[Opening Available data section]

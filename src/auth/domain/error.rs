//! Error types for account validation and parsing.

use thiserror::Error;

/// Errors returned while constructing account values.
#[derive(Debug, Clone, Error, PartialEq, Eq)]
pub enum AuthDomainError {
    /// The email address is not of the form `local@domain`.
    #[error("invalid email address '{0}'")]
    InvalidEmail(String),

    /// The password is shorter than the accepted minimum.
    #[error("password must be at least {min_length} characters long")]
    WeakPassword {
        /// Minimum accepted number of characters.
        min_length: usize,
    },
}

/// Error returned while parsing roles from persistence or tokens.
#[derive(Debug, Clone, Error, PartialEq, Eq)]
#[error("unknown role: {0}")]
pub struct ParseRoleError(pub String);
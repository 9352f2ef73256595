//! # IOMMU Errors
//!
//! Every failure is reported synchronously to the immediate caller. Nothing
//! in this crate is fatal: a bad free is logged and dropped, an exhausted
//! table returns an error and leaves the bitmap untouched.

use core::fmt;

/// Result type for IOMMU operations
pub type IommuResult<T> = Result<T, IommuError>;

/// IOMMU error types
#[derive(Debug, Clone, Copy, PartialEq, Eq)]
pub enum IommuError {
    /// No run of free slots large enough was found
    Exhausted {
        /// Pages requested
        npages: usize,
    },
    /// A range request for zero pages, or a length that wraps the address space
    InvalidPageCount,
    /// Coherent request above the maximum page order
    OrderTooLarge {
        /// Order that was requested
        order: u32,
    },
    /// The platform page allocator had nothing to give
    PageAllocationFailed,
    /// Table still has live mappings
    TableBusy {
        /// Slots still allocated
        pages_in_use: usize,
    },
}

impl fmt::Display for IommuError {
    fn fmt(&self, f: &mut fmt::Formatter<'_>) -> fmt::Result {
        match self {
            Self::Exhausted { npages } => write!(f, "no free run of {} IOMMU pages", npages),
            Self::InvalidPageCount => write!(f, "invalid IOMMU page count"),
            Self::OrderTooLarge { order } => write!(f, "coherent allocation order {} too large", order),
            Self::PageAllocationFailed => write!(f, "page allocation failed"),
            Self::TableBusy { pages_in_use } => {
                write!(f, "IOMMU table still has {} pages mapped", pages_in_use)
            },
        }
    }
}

[Closing Available data section]

Required work
Every line above in which the word "InvalidPageCount" occurs is to be copied.

Answer area
    InvalidPageCount,
            Self::InvalidPageCount => write!(f, "invalid IOMMU page count"),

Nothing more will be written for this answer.